▶ [Exercise goal] Once you find the line with "one analyzed assay." in the entries below, return exactly every line from it through the line with "let curves = (0..set.curves.len()).map(|w|".
Dataset excerpts Start Marker
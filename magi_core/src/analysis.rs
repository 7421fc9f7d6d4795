//! Analysis API: raw file in, normalized curves and TTPs out.

use std::path::{Path, PathBuf};

use serde::Serialize;

use crate::config::{AnalysisParams, WellLayout};
use crate::curves::{CurvePoint, FilteredSet, filter_curves};
use crate::error::{MagiError, Result};
use crate::store::{RawWellSample, load_raw_samples, write_atomic};
use crate::ttp::time_to_positive;

/// What the client receives for one analyzed assay.
#[derive(Debug, Clone, PartialEq, Serialize)]
pub struct AnalysisReport {
    /// Per well, minutes; negative means not detected.
    pub ttp: Vec<f64>,
    #[serde(rename = "y_filt")]
    pub curves: Vec<Vec<CurvePoint>>,
}

/// Filter already-loaded samples and estimate every well's TTP.
pub fn analyze_samples(
    samples: &[RawWellSample],
    params: &AnalysisParams,
    layout: &WellLayout,
) -> Result<(AnalysisReport, FilteredSet)> {
    let set = filter_curves(samples, layout.well_count(), params)?;
    let ttp = set
        .curves
        .iter()
        .map(|y| time_to_positive(&set.time_min, y))
        .collect();
    let curves = (0..set.curves.len()).map(|w| set.points(w)).collect();
    Ok((AnalysisReport { ttp, curves }, set))
}

/// Analyze `raw_path` and persist the filtered curves next to it as
/// `<stem>_filt.csv`.
pub fn analyze(
    raw_path: &Path,
    params: &AnalysisParams,
    layout: &WellLayout,
) -> Result<AnalysisReport> {
    let samples = load_raw_samples(raw_path)?;
    let (report, set) = analyze_samples(&samples, params, layout)?;

    let out = filtered_path_for(raw_path);
    write_atomic(&out, &filtered_csv(&set)?)
        .map_err(|e| MagiError::Io(format!("write {}: {e}", out.display())))?;

    let detected = report.ttp.iter().filter(|t| **t >= 0.0).count();
    tracing::info!(
        wells = report.ttp.len(),
        detected,
        output = %out.display(),
        "analysis complete"
    );
    Ok(report)
}

/// `<dir>/<stem>_filt.csv` for `<dir>/<stem>.<ext>`.
pub fn filtered_path_for(raw_path: &Path) -> PathBuf {
    let stem = raw_path
        .file_stem()
        .map(|s| s.to_string_lossy().into_owned())
        .unwrap_or_default();
    raw_path.with_file_name(format!("{stem}_filt.csv"))
}

/// CSV with a `time (min),well 0,..` header and one row per sample.
pub fn filtered_csv(set: &FilteredSet) -> Result<Vec<u8>> {
    let mut w = csv::Writer::from_writer(Vec::new());
    let header: Vec<String> = std::iter::once("time (min)".to_string())
        .chain((0..set.curves.len()).map(|i| format!("well {i}")))
        .collect();
    w.write_record(&header)
        .map_err(|e| MagiError::Io(e.to_string()))?;
    for (i, t) in set.time_min.iter().enumerate() {
        let row: Vec<String> = std::iter::once(t.to_string())
            .chain(set.curves.iter().map(|c| c[i].to_string()))
            .collect();
        w.write_record(&row)
            .map_err(|e| MagiError::Io(e.to_string()))?;
    }
    w.into_inner()
        .map_err(|e| MagiError::Io(e.to_string()).into())
}
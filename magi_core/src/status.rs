//! Control loop state reported to callers.

/// Lifecycle of the temperature control loop.
#[derive(Debug, Clone, Copy, PartialEq, Eq)]
pub enum LoopState {
    Stopped,
    Running,
}

/// Snapshot of the controller for status queries.
#[derive(Debug, Clone, Copy, PartialEq)]
pub struct LoopStatus {
    pub state: LoopState,
    pub desired_c: f64,
    pub measured_c: f64,
    pub heater_faults: u64,
}
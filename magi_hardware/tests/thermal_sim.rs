use std::time::Duration;

use magi_hardware::{SimParams, ThermalSim};
use magi_traits::{Channel, Heater, Sensor};
use rstest::rstest;

fn sim(time_scale: f64) -> ThermalSim {
    ThermalSim::new(SimParams {
        time_scale,
        ..SimParams::default()
    })
}

#[rstest]
#[case(Channel::Baseline)]
#[case(Channel::Bottom)]
#[case(Channel::Top)]
fn readings_stay_in_adc_range(#[case] channel: Channel) {
    let sim = sim(1.0);
    let mut sensor = sim.sensor();
    let v = sensor
        .read_channel(channel, Duration::from_millis(5))
        .expect("sim read");
    assert!((0.0..=1.0).contains(&v), "{channel:?} -> {v}");
}

#[test]
fn top_reads_below_bottom_when_hot() {
    let sim = sim(500.0);
    let mut heater = sim.heater();
    let mut sensor = sim.sensor();
    heater.set_duty_cycle(50.0).unwrap();
    std::thread::sleep(Duration::from_millis(40));
    let t = Duration::from_millis(5);
    let bottom = sensor.read_channel(Channel::Bottom, t).unwrap();
    let top = sensor.read_channel(Channel::Top, t).unwrap();
    assert!(top < bottom);
}

#[test]
fn plant_cools_back_toward_ambient_with_heater_off() {
    let sim = sim(500.0);
    let mut heater = sim.heater();
    heater.set_duty_cycle(100.0).unwrap();
    std::thread::sleep(Duration::from_millis(30));
    let peak = sim.temperature_c();
    heater.set_duty_cycle(0.0).unwrap();
    heater.set_auxiliary(true).unwrap();
    std::thread::sleep(Duration::from_millis(30));
    assert!(sim.temperature_c() < peak);
}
Dataset excerpts End Marker
▶ [Answer for this exercise]
/// What the client receives for one analyzed assay.
#[derive(Debug, Clone, PartialEq, Serialize)]
pub struct AnalysisReport {
    /// Per well, minutes; negative means not detected.
    pub ttp: Vec<f64>,
    #[serde(rename = "y_filt")]
    pub curves: Vec<Vec<CurvePoint>>,
}

/// Filter already-loaded samples and estimate every well's TTP.
pub fn analyze_samples(
    samples: &[RawWellSample],
    params: &AnalysisParams,
    layout: &WellLayout,
) -> Result<(AnalysisReport, FilteredSet)> {
    let set = filter_curves(samples, layout.well_count(), params)?;
    let ttp = set
        .curves
        .iter()
        .map(|y| time_to_positive(&set.time_min, y))
        .collect();
    let curves = (0..set.curves.len()).map(|w| set.points(w)).collect();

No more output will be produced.